We can also talk to ourselves as we might talk to a friend who was suffering: “I just want you to know I’m here for you. I know you’re in pain, and I care about you. I want you to be free from suffering.” Expressions of support and solidarity such as these are deeply healing. Just as you might physically comfort a hurt child or frightened animal, or offer a comforting and supportive touch to a friend who is suffering, you can lay a gentle hand on the part of the body where the painful feelings are most prominent, touching that area with compassion. Combining all three of these approaches—a kindly gaze, kind words, and kindly touch—can be especially effective at offering ourselves reassurance.
I think we all go through a phase when we think of self-compassion as some kind of “trick” we can use to rid ourselves of an uncomfortable feeling. We see pain as something “bad” that’s inside of us, and we’d like to evict it. If we try to do this, or even just have this attitude, then we’re still caught up in reacting to our pain. In fact, if we’re trying to use self-compassion as a way to get rid of our pain, then it’s not really compassion we’re practicing, but fear and aversion. At some point, we start to recognize that we’re sneakily trying to resist our pain, and we begin to let go into genuine acceptance.

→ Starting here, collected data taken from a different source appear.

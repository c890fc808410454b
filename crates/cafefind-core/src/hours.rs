//! Opening-hours evaluation for OSM `opening_hours` strings.
//!
//! Handles the common subset seen on cafes: `24/7`, `Mo-Fr 08:00-17:00`,
//! `Mo,We,Fr 09:00-18:00`, bare `08:00-17:00`, and `;`-separated lists of
//! those. Anything outside that subset yields [`OpenState::Unknown`] rather
//! than an error.

use std::sync::LazyLock;

use chrono::{Datelike, NaiveDateTime, Timelike};
use regex::{Captures, Regex};
use serde::{Deserialize, Serialize};

use crate::settings::OpeningFilter;
use crate::venue::Venue;

static DAY_TIME_RULE: LazyLock<Regex> = LazyLock::new(|| {
    Regex::new(r"^([A-Za-z,-]+)\s+(\d{1,2}):(\d{2})-(\d{1,2}):(\d{2})$").expect("valid regex")
});

static TIME_RULE: LazyLock<Regex> = LazyLock::new(|| {
    Regex::new(r"^(\d{1,2}):(\d{2})-(\d{1,2}):(\d{2})$").expect("valid regex")
});

/// Week-day tokens in OSM order; the index is `num_days_from_monday`.
const WEEK: [&str; 7] = ["Mo", "Tu", "We", "Th", "Fr", "Sa", "Su"];

/// Whether a venue is open at a given moment.
#[derive(Debug, Clone, Copy, PartialEq, Eq, Serialize, Deserialize)]
#[serde(rename_all = "lowercase")]
pub enum OpenState {
    Open,
    Closed,
    Unknown,
}

impl OpenState {
    #[must_use]
    pub fn is_open(self) -> bool {
        self == OpenState::Open
    }

    /// Short label for list and popup rendering.
    #[must_use]
    pub fn label(self) -> &'static str {
        match self {
            OpenState::Open => "Open Now",
            OpenState::Closed => "Closed",
            OpenState::Unknown => "Unknown",
        }
    }
}

impl From<bool> for OpenState {
    fn from(open: bool) -> Self {
        if open {
            OpenState::Open
        } else {
            OpenState::Closed
        }
    }
}

/// A venue paired with its open/closed state at annotation time.
///
/// Only [`annotate`] produces these, so [`filter_open_now`] can never see a
/// venue whose state was not computed.
#[derive(Debug, Clone, PartialEq, Serialize, Deserialize)]
pub struct AnnotatedVenue {
    #[serde(flatten)]
    pub venue: Venue,
    pub open_state: OpenState,
}

/// Evaluate `hours` at the wall-clock moment `at`.
///
/// Rules are tried in order. A day-qualified rule whose day-spec excludes
/// today is skipped, so a later rule can still match. The first rule that
/// applies to today decides the result; times are compared as `HHMM`
/// integers and both bounds are inclusive.
#[must_use]
pub fn is_open_at(hours: Option<&str>, at: NaiveDateTime) -> OpenState {
    let Some(hours) = hours.filter(|h| !h.is_empty()) else {
        return OpenState::Unknown;
    };
    if hours == "24/7" {
        return OpenState::Open;
    }

    let today = at.weekday().num_days_from_monday() as usize;
    let now = at.hour() * 100 + at.minute();

    for rule in hours.split(';').map(str::trim) {
        if let Some(caps) = DAY_TIME_RULE.captures(rule) {
            if !days_include(&caps[1], today) {
                continue;
            }
            if let Some((start, end)) = time_window(&caps, 2) {
                return OpenState::from((start..=end).contains(&now));
            }
            continue;
        }

        if let Some(caps) = TIME_RULE.captures(rule) {
            if let Some((start, end)) = time_window(&caps, 1) {
                return OpenState::from((start..=end).contains(&now));
            }
        }
    }

    OpenState::Unknown
}

/// Attach an [`OpenState`] to every venue, preserving order.
#[must_use]
pub fn annotate(venues: Vec<Venue>, at: NaiveDateTime) -> Vec<AnnotatedVenue> {
    venues
        .into_iter()
        .map(|venue| {
            let open_state = is_open_at(venue.opening_hours.as_deref(), at);
            AnnotatedVenue { venue, open_state }
        })
        .collect()
}

/// Keep only venues that are open when `filter` is [`OpeningFilter::OpenNow`].
///
/// Venues whose state is unknown are dropped under `OpenNow`.
#[must_use]
pub fn filter_open_now(venues: Vec<AnnotatedVenue>, filter: OpeningFilter) -> Vec<AnnotatedVenue> {
    match filter {
        OpeningFilter::Anytime => venues,
        OpeningFilter::OpenNow => venues
            .into_iter()
            .filter(|v| v.open_state.is_open())
            .collect(),
    }
}

/// Parse four consecutive capture groups `HH, MM, HH, MM` starting at `first`
/// into `(start, end)` as `HHMM` integers.
fn time_window(caps: &Captures<'_>, first: usize) -> Option<(u32, u32)> {
    let part = |i: usize| caps.get(first + i)?.as_str().parse::<u32>().ok();
    let start = part(0)? * 100 + part(1)?;
    let end = part(2)? * 100 + part(3)?;
    Some((start, end))
}

/// Whether the day index `today` (0 = Monday) is covered by `days`.
///
/// `days` is a comma-separated list of single days (`Mo`) and inclusive
/// ranges (`Mo-Fr`) over the `Mo..Su` sequence. A range whose start falls
/// after its end (`Fr-Mo`) covers no day. Unknown tokens never match.
fn days_include(days: &str, today: usize) -> bool {
    days.split(',').any(|item| match item.split_once('-') {
        Some((from, to)) => match (day_index(from), day_index(to)) {
            (Some(start), Some(end)) => (start..=end).contains(&today),
            _ => false,
        },
        None => day_index(item) == Some(today),
    })
}

fn day_index(token: &str) -> Option<usize> {
    WEEK.iter().position(|d| *d == token)
}

#[cfg(test)]
#[path = "hours_test.rs"]
mod tests;
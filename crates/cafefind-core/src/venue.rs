//! Venue records and search locations.

use std::fmt;
use std::str::FromStr;

use chrono::{DateTime, Utc};
use serde::{Deserialize, Serialize};

use crate::CoreError;

/// Name stored for venues whose source data carries no `name` tag.
pub const UNNAMED_VENUE: &str = "Unnamed Venue";

/// The OSM element kind a venue was derived from.
///
/// Together with the element id this forms the venue's unique key.
#[derive(Debug, Clone, Copy, PartialEq, Eq, Hash, Serialize, Deserialize)]
#[serde(rename_all = "lowercase")]
pub enum SourceType {
    Node,
    Way,
}

impl SourceType {
    #[must_use]
    pub fn as_str(self) -> &'static str {
        match self {
            SourceType::Node => "node",
            SourceType::Way => "way",
        }
    }
}

impl fmt::Display for SourceType {
    fn fmt(&self, f: &mut fmt::Formatter<'_>) -> fmt::Result {
        f.write_str(self.as_str())
    }
}

impl FromStr for SourceType {
    type Err = CoreError;

    fn from_str(s: &str) -> Result<Self, Self::Err> {
        match s {
            "node" => Ok(SourceType::Node),
            "way" => Ok(SourceType::Way),
            other => Err(CoreError::InvalidSourceType(other.to_string())),
        }
    }
}

/// A point on the map a search is centred on.
#[derive(Debug, Clone, Copy, PartialEq, Serialize, Deserialize)]
pub struct Location {
    pub lat: f64,
    pub lon: f64,
}

impl Location {
    /// Build a location, rejecting coordinates outside the WGS84 ranges.
    ///
    /// # Errors
    ///
    /// Returns [`CoreError::InvalidLocation`] when either coordinate is out of
    /// range or not finite.
    pub fn new(lat: f64, lon: f64) -> Result<Self, CoreError> {
        let invalid = |reason: &str| CoreError::InvalidLocation {
            lat,
            lon,
            reason: reason.to_string(),
        };

        if !lat.is_finite() || !lon.is_finite() {
            return Err(invalid("coordinates must be finite"));
        }
        if !(-90.0..=90.0).contains(&lat) {
            return Err(invalid("latitude must be within [-90, 90]"));
        }
        if !(-180.0..=180.0).contains(&lon) {
            return Err(invalid("longitude must be within [-180, 180]"));
        }

        Ok(Self { lat, lon })
    }
}

/// Input record for upserting a venue.
///
/// Produced by the external data adapter; timestamps are assigned by the
/// store on write.
#[derive(Debug, Clone, PartialEq, Serialize, Deserialize)]
pub struct NewVenue {
    pub source_type: SourceType,
    pub source_id: i64,
    pub name: String,
    pub latitude: f64,
    pub longitude: f64,
    pub address: Option<String>,
    pub opening_hours: Option<String>,
    pub phone: Option<String>,
    pub website: Option<String>,
    pub suburb: Option<String>,
    pub city: Option<String>,
}

/// A venue as read back from the store.
#[derive(Debug, Clone, PartialEq, Serialize, Deserialize)]
pub struct Venue {
    pub source_type: SourceType,
    pub source_id: i64,
    pub name: String,
    pub latitude: f64,
    pub longitude: f64,
    pub address: Option<String>,
    pub opening_hours: Option<String>,
    pub phone: Option<String>,
    pub website: Option<String>,
    pub suburb: Option<String>,
    pub city: Option<String>,
    /// Great-circle distance from the search point, when read by proximity.
    pub distance_km: Option<f64>,
    pub created_at: Option<DateTime<Utc>>,
    pub updated_at: Option<DateTime<Utc>>,
}

impl Venue {
    /// The timestamp freshness is judged by: `updated_at`, else `created_at`.
    #[must_use]
    pub fn last_touched(&self) -> Option<DateTime<Utc>> {
        self.updated_at.or(self.created_at)
    }
}
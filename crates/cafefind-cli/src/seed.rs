use cafefind_overpass::OverpassClient;

/// Load every coffee venue in `country` into the store.
///
/// Refuses to run without `force`: the country query is heavy for the public
/// Overpass service.
///
/// # Errors
///
/// Returns an error when `force` is not set, the country code is invalid, the
/// Overpass request fails, or the upsert fails.
pub(crate) async fn run_seed(
    pool: &sqlx::PgPool,
    config: &cafefind_core::AppConfig,
    country: &str,
    force: bool,
) -> anyhow::Result<()> {
    if !force {
        anyhow::bail!(
            "seeding queries every coffee shop in {country} from the public Overpass API; \
             re-run with --force to proceed"
        );
    }

    let client = OverpassClient::from_app_config(config)?;
    let venues = client.fetch_country(country).await?;
    if venues.is_empty() {
        println!("no coffee shops found for {country}");
        return Ok(());
    }

    let summary = cafefind_db::upsert_venues(pool, &venues).await?;
    tracing::info!(
        country,
        inserted = summary.inserted,
        updated = summary.updated,
        "seed complete"
    );
    println!(
        "seeded {} coffee shops for {country} ({} new, {} updated)",
        summary.total(),
        summary.inserted,
        summary.updated
    );
    Ok(())
}
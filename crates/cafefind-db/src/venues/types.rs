//! Row types for the `coffee_shops` table.

use cafefind_core::{CoreError, Venue};
use chrono::{DateTime, Utc};

/// A row from `coffee_shops`, or from the `find_nearby_cafe` function.
///
/// `distance_km` is only populated by the proximity read; point lookups
/// select `NULL` for it.
#[derive(Debug, Clone, sqlx::FromRow)]
pub struct VenueRow {
    pub osm_type: String,
    pub osm_id: i64,
    pub name: String,
    pub latitude: f64,
    pub longitude: f64,
    pub address: Option<String>,
    pub opening_hours: Option<String>,
    pub phone: Option<String>,
    pub website: Option<String>,
    pub suburb: Option<String>,
    pub city: Option<String>,
    pub created_at: DateTime<Utc>,
    pub updated_at: DateTime<Utc>,
    pub distance_km: Option<f64>,
}

impl TryFrom<VenueRow> for Venue {
    type Error = CoreError;

    fn try_from(row: VenueRow) -> Result<Self, Self::Error> {
        Ok(Venue {
            source_type: row.osm_type.parse()?,
            source_id: row.osm_id,
            name: row.name,
            latitude: row.latitude,
            longitude: row.longitude,
            address: row.address,
            opening_hours: row.opening_hours,
            phone: row.phone,
            website: row.website,
            suburb: row.suburb,
            city: row.city,
            distance_km: row.distance_km,
            created_at: Some(row.created_at),
            updated_at: Some(row.updated_at),
        })
    }
}

/// Outcome of a batch upsert.
#[derive(Debug, Clone, Copy, Default, PartialEq, Eq)]
pub struct UpsertSummary {
    /// Rows that did not exist before.
    pub inserted: u64,
    /// Rows that already existed and were overwritten.
    pub updated: u64,
}

impl UpsertSummary {
    #[must_use]
    pub fn total(&self) -> u64 {
        self.inserted + self.updated
    }
}
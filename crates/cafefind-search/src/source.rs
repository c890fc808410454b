//! The external venue source seam.

use std::future::Future;

use cafefind_core::{Location, NewVenue};
use cafefind_overpass::{OverpassClient, OverpassError};

/// Where venues come from when the local store has too few.
pub trait VenueSource: Send + Sync {
    type Error: std::error::Error + Send + Sync + 'static;

    /// Fetch venues within `radius_m` meters of `location`.
    fn fetch_nearby(
        &self,
        location: Location,
        radius_m: u32,
    ) -> impl Future<Output = Result<Vec<NewVenue>, Self::Error>> + Send;
}

impl VenueSource for OverpassClient {
    type Error = OverpassError;

    async fn fetch_nearby(
        &self,
        location: Location,
        radius_m: u32,
    ) -> Result<Vec<NewVenue>, OverpassError> {
        OverpassClient::fetch_nearby(self, location, radius_m).await
    }
}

We offer kindness to our pain not to banish it, but simply because it needs kindness, reassurance, and support. Compassion is the most appropriate response to pain, whether it’s physical or mental, ours or someone else’s. If you were taking care of a baby who was frightened and crying, you wouldn’t yell at it, tell it not to be stupid, or regard it as a failure. After all, it’s just expressing its distress in the only language it knows. Responding out of fear or aversion would just make its suffering worse. All of us have this fearful, child-like aspect as part of our being. We can’t escape it, and treating it unkindly just creates more suffering for us, but we can learn to show it love.
Although I’ve said that we shouldn’t practice self-compassion out of a desire to make pain go away, if we’re offering genuine compassion to our pain, then in some cases it will in fact quickly disappear. Many times I have found myself upset, practiced self-compassion, and have found that I’m no longer in distress, all within the space of a few moments. But there also have been times in my life—for example at times of bereavement—when I’ve lived with painful feelings that have persisted on and off for days, weeks, or even months. Painful feelings pass in their own time, and for as long as they’re with us we need to keep offering them support and love. Wanting to get rid of them has been profoundly unhelpful, and has only served to intensify my pain. During times of chronic distress, I’ve found that I simply had to keep turning back toward those painful feelings over and over again until whatever crisis I was experiencing had passed.
Once we’ve practiced by turning toward our pain and offering it care, we often find that things shift radically. The sacred pause of mindful compassion becomes a conduit for wisdom and other inner resources that we sometimes aren’t aware we had.